Klausa.co

11 Maret 1966, Supersemar Ditandatangani: Secarik Kertas Pengubah Peta Politik Indonesia

Surat Perintah Sebelas Maret. (Foto: Istimewa)

Bagikan

Klausa.co – Pada 11 Maret 1966 alias 59 tahun yang lalu, sebuah peristiwa besar terjadi mengubah peta politik Indonesia. Peristiwa itu dikenal sebagai Supersemar atau Surat Perintah Sebelas Maret, sebuah dokumen yang memberikan kewenangan kepada Letjen Soeharto untuk mengambil tindakan guna memulihkan keamanan dan ketertiban nasional. Namun, di balik peristiwa ini, terdapat banyak misteri yang belum terpecahkan.

Lalu, bagaimana kronologi peristiwa ini? Apakah benar Soekarno menyerahkan kekuasaan secara sukarela?

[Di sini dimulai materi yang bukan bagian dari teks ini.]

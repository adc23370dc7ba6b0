use ratatui::{
    layout::{Alignment, Constraint, Direction, Layout},
    style::{Color, Modifier, Style},
    widgets::{Block, Borders, Cell, Paragraph, Row, Table},
    Frame,
};

use quizr::app::App;
use quizr::history::{describe_age, format_duration};
use quizr::scoring::QuizResult;
use quizr::user::User;

/// Pure presenter for a single leaderboard row
pub fn present_user_row(rank: usize, user: &User, current_user: &str) -> Row<'static> {
    let rank_color = match rank {
        1 => Color::Yellow,
        2 => Color::Gray,
        3 => Color::Rgb(205, 127, 50),
        _ => Color::Reset,
    };
    let name_style = if user.id == current_user {
        Style::default().fg(Color::Cyan).add_modifier(Modifier::BOLD)
    } else {
        Style::default()
    };

    Row::new(vec![
        Cell::from(format!("#{rank}"))
            .style(Style::default().fg(rank_color).add_modifier(Modifier::BOLD)),
        Cell::from(user.name.clone()).style(name_style),
        Cell::from(user.points.to_string()),
        Cell::from(user.total_quizzes.to_string()),
    ])
}

/// Pure presenter for a single history row
pub fn present_result_row(result: &QuizResult, title: &str, age: String) -> Row<'static> {
    let accuracy = result.accuracy();
    let accuracy_color = if accuracy >= 80.0 {
        Color::Green
    } else if accuracy >= 50.0 {
        Color::Yellow
    } else {
        Color::Red
    };

    Row::new(vec![
        Cell::from(title.to_string()).style(Style::default().add_modifier(Modifier::BOLD)),
        Cell::from(format!("{}/{}", result.score, result.total_questions))
            .style(Style::default().fg(accuracy_color)),
        Cell::from(format!("+{}", result.points_earned)),
        Cell::from(format_duration(result.time_taken_secs)),
        Cell::from(age),
    ])
}

fn layout(f: &Frame) -> std::rc::Rc<[ratatui::layout::Rect]> {
    Layout::default()
        .direction(Direction::Vertical)
        .margin(2)
        .constraints([
            Constraint::Length(3), // Title
            Constraint::Min(0),    // Table
            Constraint::Length(2), // Instructions
        ])
        .split(f.area())
}

fn header(cells: &[&'static str]) -> Row<'static> {
    Row::new(cells.iter().map(|c| Cell::from(*c)).collect::<Vec<_>>()).style(
        Style::default()
            .fg(Color::Yellow)
            .add_modifier(Modifier::BOLD),
    )
}

fn title(text: String) -> Paragraph<'static> {
    Paragraph::new(text)
        .block(Block::default().borders(Borders::ALL))
        .style(
            Style::default()
                .fg(Color::Cyan)
                .add_modifier(Modifier::BOLD),
        )
        .alignment(Alignment::Center)
}

fn instructions(f: &mut Frame, area: ratatui::layout::Rect) {
    let widget = Paragraph::new("(b/esc) back to menu")
        .alignment(Alignment::Center)
        .wrap(ratatui::widgets::Wrap { trim: true });
    f.render_widget(widget, area);
}

/// Render the leaderboard screen
pub fn render_leaderboard(app: &App, f: &mut Frame) {
    let chunks = layout(f);
    f.render_widget(title("Leaderboard".to_string()), chunks[0]);

    if app.leaderboard.is_empty() {
        let no_data = Paragraph::new("Nobody has finished a quiz yet.")
            .alignment(Alignment::Center)
            .style(Style::default().fg(Color::Gray));
        f.render_widget(no_data, chunks[1]);
    } else {
        let rows: Vec<Row> = app
            .leaderboard
            .iter()
            .enumerate()
            .map(|(idx, user)| present_user_row(idx + 1, user, &app.user.id))
            .collect();

        let widths = [
            Constraint::Length(6),  // Rank
            Constraint::Min(16),    // Name
            Constraint::Length(10), // Points
            Constraint::Length(10), // Quizzes
        ];

        let table = Table::new(rows, widths)
            .header(header(&["Rank", "Player", "Points", "Quizzes"]))
            .block(Block::default().borders(Borders::ALL).title("Top players"))
            .column_spacing(2);
        f.render_widget(table, chunks[1]);
    }

    instructions(f, chunks[2]);
}

/// Render the result history of the current user
pub fn render_history(app: &App, f: &mut Frame) {
    let chunks = layout(f);
    f.render_widget(
        title(format!("{}'s recent quizzes", app.user.name)),
        chunks[0],
    );

    if app.history.is_empty() {
        let no_data = Paragraph::new("No results yet. Finish a quiz to see it here.")
            .alignment(Alignment::Center)
            .style(Style::default().fg(Color::Gray));
        f.render_widget(no_data, chunks[1]);
    } else {
        let now = chrono::Local::now();
        let rows: Vec<Row> = app
            .history
            .iter()
            .map(|result| {
                let quiz_title = app
                    .quiz_title(&result.quiz_id)
                    .unwrap_or(result.quiz_id.as_str());
                present_result_row(result, quiz_title, describe_age(result.completed_at, now))
            })
            .collect();

        let widths = [
            Constraint::Min(20),    // Quiz
            Constraint::Length(8),  // Score
            Constraint::Length(8),  // Points
            Constraint::Length(8),  // Time
            Constraint::Length(18), // When
        ];

        let table = Table::new(rows, widths)
            .header(header(&["Quiz", "Score", "Points", "Time", "When"]))
            .block(Block::default().borders(Borders::ALL).title("History"))
            .column_spacing(2);
        f.render_widget(table, chunks[1]);
    }

    instructions(f, chunks[2]);
}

Atau ada skenario lain yang dimainkan oleh pihak militer?

Latar Belakang Supersemar

Pasca-peristiwa Gerakan 30 September 1965 (G30S), Indonesia mengalami gejolak politik yang hebat. Partai Komunis Indonesia (PKI) dituduh sebagai dalang pemberontakan, dan ribuan anggotanya diburu serta dibunuh dalam rentetan aksi pembersihan. Di sisi lain, Presiden Soekarno mulai kehilangan kepercayaan dari militer dan rakyat.

Pada awal 1966, demonstrasi dari berbagai kelompok, terutama mahasiswa yang tergabung dalam Kesatuan Aksi Mahasiswa Indonesia (KAMI), semakin intensif. Mereka menuntut Pembubaran PKI, pembersihan kabinet dari unsur G30S, serta penurunan harga barang yang melambung tinggi.

Suasana semakin memanas ketika pasukan militer mengepung Istana Merdeka pada 11 Maret 1966, tepat di tengah rapat kabinet yang dipimpin oleh Soekarno. Presiden yang merasa terancam akhirnya memutuskan meninggalkan Jakarta dan bertolak ke Istana Bogor.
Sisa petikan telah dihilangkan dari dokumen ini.